Eddie Pennington: |
fingers 'n' thumbs
A new world opened up to Eddie Pennington when Mose Rager threw his door wide and invited him in.
Pennington, then in his teens and hankering to play some real guitar, met a fellow who said Rager lived over in Drakesboro, Muhlenberg County, Ky. And Rager, well, he was one of the masters, and Pennington simply had to meet him.
It was quite a distance to travel from his home in Nortonville, Hopkins County -- "It was a long way, like 21 miles. For a country boy who'd never been anywhere, that was pretty far," he recalls -- but Pennington convinced his family to make the trip.
"I started knocking on doors, 'til I got directions to his place," Pennington says.
"When he opened the door, I asked if he could point me to Mose Rager. He said, 'You're looking at what's left of him.' Then he said, 'Boy, you a box picker?' I said, 'Yes sir, I am.' And he told me to bring my family and come inside."
And Pennington's life was never the same again.
"He opened the whole world of thumbpicking to me when he opened up that door and let me in his house," he says.
"I've seen better players, but he made a guitar come alive. I could almost see it breathe," Pennington adds. "I knew right then he had hooked my heart. The rest of my life, I was going to try to sound like he did."

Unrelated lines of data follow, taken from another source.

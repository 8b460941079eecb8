//! Named, ordered collections of options.

use std::fmt;

use indexmap::IndexMap;

use crate::error::SchemaError;
use crate::option::Opt;

/// Columns between the widest option and its description in detailed usage.
const DETAIL_MARGIN: usize = 4;

/// A usage section: a description plus options keyed by canonical name, in
/// insertion order.
///
/// # Examples
///
/// ```
/// use gblibx_yaap::{Group, Opt};
///
/// let mut group = Group::new("Options");
/// group.add_flag("-v|--verbose", "Chatty output").unwrap();
/// group.add_with_arg("-o|--out", "FILE", "Output file").unwrap();
///
/// assert!(group.contains("verbose"));
/// assert_eq!(group.find("-o").unwrap().canonical_name(), "out");
/// assert_eq!(group.to_string(), "[-v|--verbose] [-o|--out FILE]");
/// ```
#[derive(Debug, Clone, Default)]
pub struct Group {
    description: String,
    options: IndexMap<String, Opt>,
}

impl Group {
    pub fn new(description: &str) -> Self {
        Self {
            description: description.to_string(),
            options: IndexMap::new(),
        }
    }

    /// Creates a group and registers `options` in order.
    pub fn with_options<I>(description: &str, options: I) -> Result<Self, SchemaError>
    where
        I: IntoIterator<Item = Opt>,
    {
        let mut group = Self::new(description);
        for opt in options {
            group.add(opt)?;
        }
        Ok(group)
    }

    pub fn description(&self) -> &str {
        &self.description
    }

    /// Registers an option.
    ///
    /// # Errors
    ///
    /// [`SchemaError::DuplicateOption`] when the canonical name is taken,
    /// [`SchemaError::DuplicateAlias`] when another option already answers to
    /// one of its aliases, or whatever [`Opt::check`] reports.
    pub fn add(&mut self, opt: Opt) -> Result<&mut Self, SchemaError> {
        opt.check()?;
        let key = opt.canonical_name().to_string();
        if self.options.contains_key(&key) {
            return Err(SchemaError::DuplicateOption(key));
        }
        if let Some(alias) = opt.aliases().iter().find(|a| self.find(a).is_some()) {
            return Err(SchemaError::DuplicateAlias(alias.clone()));
        }
        self.options.insert(key, opt);
        Ok(self)
    }

    /// Registers an optional binary flag.
    pub fn add_flag(&mut self, names: &str, description: &str) -> Result<&mut Self, SchemaError> {
        self.add(Opt::new(names, description))
    }

    /// Registers an optional (`?`) option taking one argument.
    pub fn add_with_arg(
        &mut self,
        names: &str,
        value_name: &str,
        description: &str,
    ) -> Result<&mut Self, SchemaError> {
        self.add(Opt::new(names, description).with_arg(value_name))
    }

    pub fn contains(&self, name: &str) -> bool {
        self.options.contains_key(name)
    }

    /// Looks up an option by canonical name.
    pub fn get(&self, name: &str) -> Option<&Opt> {
        self.options.get(name)
    }

    pub fn get_mut(&mut self, name: &str) -> Option<&mut Opt> {
        self.options.get_mut(name)
    }

    /// Options in registration order.
    pub fn options(&self) -> impl Iterator<Item = &Opt> {
        self.options.values()
    }

    pub fn len(&self) -> usize {
        self.options.len()
    }

    pub fn is_empty(&self) -> bool {
        self.options.is_empty()
    }

    /// Finds the option owning the raw alias `token` (e.g. `-o`).
    pub fn find(&self, token: &str) -> Option<&Opt> {
        self.options.values().find(|opt| opt.matches(token))
    }

    /// Header, underline and one column-aligned line per option.
    pub fn detailed_usage(&self) -> String {
        let width = self
            .options
            .values()
            .map(|opt| opt.detailed_args().len())
            .max()
            .unwrap_or(0);
        let justify = width + DETAIL_MARGIN;

        let mut out = String::new();
        out.push_str(&self.description);
        out.push('\n');
        out.push_str(&"-".repeat(self.description.chars().count()));
        out.push('\n');
        for opt in self.options.values() {
            out.push_str("  ");
            out.push_str(&opt.detailed_usage(justify));
            out.push('\n');
        }
        out
    }
}

/// Short usage: every option's syntax separated by a space.
impl fmt::Display for Group {
    fn fmt(&self, f: &mut fmt::Formatter<'_>) -> fmt::Result {
        let mut first = true;
        for opt in self.options.values() {
            if !first {
                f.write_str(" ")?;
            }
            write!(f, "{opt}")?;
            first = false;
        }
        Ok(())
    }
}
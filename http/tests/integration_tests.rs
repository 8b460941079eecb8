use std::io::{BufRead, BufReader, Read, Write};
use std::net::{TcpListener, TcpStream};
use std::thread::{self, JoinHandle};
use std::time::{Duration, Instant};

use gblibx_http::*;
use serde_json::json;

fn client() -> HttpClient {
    let http = reqwest::blocking::Client::builder()
        .no_proxy()
        .build()
        .unwrap();
    HttpClient::from_client(http)
}

/// Serves one response and returns the base URL plus the raw request.
fn serve_once(status: &'static str, body: &'static str) -> (String, JoinHandle<String>) {
    let listener = TcpListener::bind("127.0.0.1:0").unwrap();
    let addr = listener.local_addr().unwrap();
    let handle = thread::spawn(move || {
        let (mut stream, _) = listener.accept().unwrap();
        let request = read_request(&stream);
        let response = format!(
            "HTTP/1.1 {status}\r\nContent-Type: application/json\r\nContent-Length: {}\r\nConnection: close\r\n\r\n{body}",
            body.len()
        );
        stream.write_all(response.as_bytes()).unwrap();
        request
    });
    (format!("http://{addr}"), handle)
}

fn read_request(stream: &TcpStream) -> String {
    let mut reader = BufReader::new(stream);
    let mut head = String::new();
    loop {
        let mut line = String::new();
        reader.read_line(&mut line).unwrap();
        if line.is_empty() || line == "\r\n" {
            break;
        }
        head.push_str(&line);
    }
    let len = head
        .lines()
        .find_map(|line| {
            let (key, value) = line.split_once(':')?;
            key.eq_ignore_ascii_case("content-length")
                .then(|| value.trim().parse::<usize>().ok())
                .flatten()
        })
        .unwrap_or(0);
    let mut body = vec![0; len];
    reader.read_exact(&mut body).unwrap();
    format!("{head}\r\n{}", String::from_utf8(body).unwrap())
}

// ---------------------------------------------------------------------------
// GET
// ---------------------------------------------------------------------------

#[test]
fn test_get_sends_encoded_query() {
    let (base, server) = serve_once("200 OK", r#"{"count": 2}"#);
    let map = client()
        .get_key_values(&format!("{base}/jobs.json"), &["state=queued", "owner=a b"])
        .unwrap();
    assert_eq!(map["count"], json!(2));

    let request = server.join().unwrap();
    assert!(
        request.starts_with("GET /jobs.json?state=queued&owner=a+b HTTP/1.1\r\n"),
        "{request}"
    );
}

#[test]
fn test_get_wraps_array_body() {
    let (base, server) = serve_once("201 Created", "[1, 2, 3]");
    let map = client().get(&base, &[]).unwrap();
    assert_eq!(map[DATA_KEY], json!([1, 2, 3]));
    server.join().unwrap();
}

#[test]
fn test_error_status_carries_code() {
    let (base, server) = serve_once("404 Not Found", "no such job");
    let err = client().get(&format!("{base}/jobs/9"), &[]).unwrap_err();
    assert_eq!(err.status(), Some(404));
    assert_eq!(err.to_string(), "404: Not Found");
    let HttpError::Status { body, .. } = err else {
        panic!("expected status error");
    };
    assert_eq!(body, "no such job");
    server.join().unwrap();
}

#[test]
fn test_bad_parameter_sends_nothing() {
    let err = client()
        .get_key_values("http://127.0.0.1:9/", &["noequals"])
        .unwrap_err();
    assert!(matches!(err, HttpError::Parameter(p) if p == "noequals"));
}

// ---------------------------------------------------------------------------
// POST
// ---------------------------------------------------------------------------

#[test]
fn test_post_json_body() {
    let (base, server) = serve_once("200 OK", r#"{"id": 11}"#);
    let map = client()
        .post_json(&format!("{base}/jobs"), &json!({"name": "build", "prio": 3}))
        .unwrap();
    assert_eq!(map["id"], json!(11));

    let request = server.join().unwrap();
    assert!(request.starts_with("POST /jobs HTTP/1.1\r\n"), "{request}");
    assert!(
        request.to_lowercase().contains("content-type: application/json"),
        "{request}"
    );
    let body = request.split("\r\n\r\n").nth(1).unwrap();
    let sent: serde_json::Value = serde_json::from_str(body).unwrap();
    assert_eq!(sent, json!({"name": "build", "prio": 3}));
}

#[test]
fn test_post_error_status_is_not_retried() {
    let (base, server) = serve_once("500 Internal Server Error", "");
    let started = Instant::now();
    let err = client()
        .with_post_retry(5, Duration::from_secs(10))
        .post_json(&base, &json!({}))
        .unwrap_err();
    assert_eq!(err.status(), Some(500));
    assert!(started.elapsed() < Duration::from_secs(5));
    server.join().unwrap();
}

#[test]
fn test_post_gives_up_when_unreachable() {
    let port = {
        let listener = TcpListener::bind("127.0.0.1:0").unwrap();
        listener.local_addr().unwrap().port()
    };
    let started = Instant::now();
    let err = client()
        .with_post_retry(3, Duration::from_millis(20))
        .post_json(&http_url("127.0.0.1", port, "/jobs"), &json!({"x": 1}))
        .unwrap_err();
    assert!(matches!(err, HttpError::Request { .. }), "{err:?}");
    assert!(started.elapsed() >= Duration::from_millis(40));
    assert!(started.elapsed() < Duration::from_secs(5));
}
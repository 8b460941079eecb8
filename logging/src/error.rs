use std::io;
use std::path::PathBuf;

use thiserror::Error;

/// Failures while configuring logging.
#[derive(Debug, Error)]
pub enum LogError {
    #[error("failed to read {}: {source}", .path.display())]
    Io {
        path: PathBuf,
        #[source]
        source: io::Error,
    },
    #[error("failed to open log file {}: {source}", .path.display())]
    OpenFile {
        path: PathBuf,
        #[source]
        source: io::Error,
    },
    #[error("invalid log config: {0}")]
    Yaml(#[from] serde_yaml::Error),
    #[error("invalid log level: {0:?}")]
    InvalidLevel(String),
    #[error("invalid log filter: {0}")]
    Filter(#[from] tracing_subscriber::filter::ParseError),
    #[error("logging already initialized: {0}")]
    Init(#[from] tracing_subscriber::util::TryInitError),
}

He and his son, Alonzo, will share their talents Sunday at an afternoon workshop and evening concert at the Unitarian Universalist Church in York, Pa. Both events are sponsored by the Susquehanna Folk Music Society.
Pennington, now 55 and a National Heritage Fellowship recipient, is considered one of the world's top thumbpicking guitarists. Thumbpicking is a style of playing distinguished by using the thumb to create a rhythm accompaniment on the guitar's bass strings while using fingers to play the melody on the higher-pitched strings.
Music was always a family tradition in the Pennington home, he says. But, although his parents, siblings and grandparents all had their talents, nothing clicked for Pennington until an afternoon when he was 8 years old and playing hide-and-seek with a friend.
"I hid in a neighbor's smokehouse, and there was an old guitar hanging in there," he says. "I asked my friend if his daddy would sell it to me. His daddy said I could have it. I ran all the way home with it in my hands." It was in terrible shape, Pennington remembers. But his father took that guitar apart and rebuilt it. By age 9, Pennington was learning chords.
"I got to where I could play rhythm while my dad played the fiddle," he says. "Then when I was 11, I started taking lessons from a fellow. He was really a great Chet Atkins-type player, and I learned to read music from him."
That teacher inspired Pennington to use a thumbpick, he says, which led him onto the path previously trod by the likes of Merle Travis, Chet Atkins and, of course, old Mose.
Pennington now is counted among their number as one of thumbpicking's finest players. But he balks at the label. "If anything I've been lucky to hang around with some great players," he says. "I'm not modest, I'm just honest. I've got a lot of room to improve."
Music wasn't always his career goal, Pennington notes. He was pre-med in college, then switched over to the mortuary business, which kept him occupied for the next 18 years. "The pay wasn't rewarding and the hours were terrible," he says. "It was a hard, depressing job. I worked 18 years in that profession until I was done with it. I got out, and I had the music."
He was named National Thumbpicking Champion in 1986 and 1987, which solidified his reputation.
Now, he tours sometimes with his son, who has his own way with a guitar.
"We don't play all the time together. This is a special deal," Pennington says. "It's a treat when we get to go out together. We hope this is a nice trip, and the weather's good."
Alonzo, now 31, started playing the fiddle when he was 6, Pennington says. It was about that time he learned a few chords on the guitar. "He never did let me give him lessons," Pennington says with a hearty chuckle. "He asked me some things sometimes. But if ever there was a kid who was around guitar players, it was him."
The boy was a sponge growing up, his father insists, and he absorbed a great deal of skill that is largely self-taught.
"I might hold my own with him in thumbpicking, but he can play every style," he says. "That's one of the greatest things there is, to see your gift passed on."
Pennington is still trying to pass it on to anyone who loves the craft. "I've tried to keep it alive. Everyone is playing more modern styles. The old thumbpicking stuff is dropping by the wayside," Pennington says.
"If I could give someone half of the feeling that Mose Rager gave me that day, they'd have enough to go on searching for the rest of their life. That's what I'd like to do."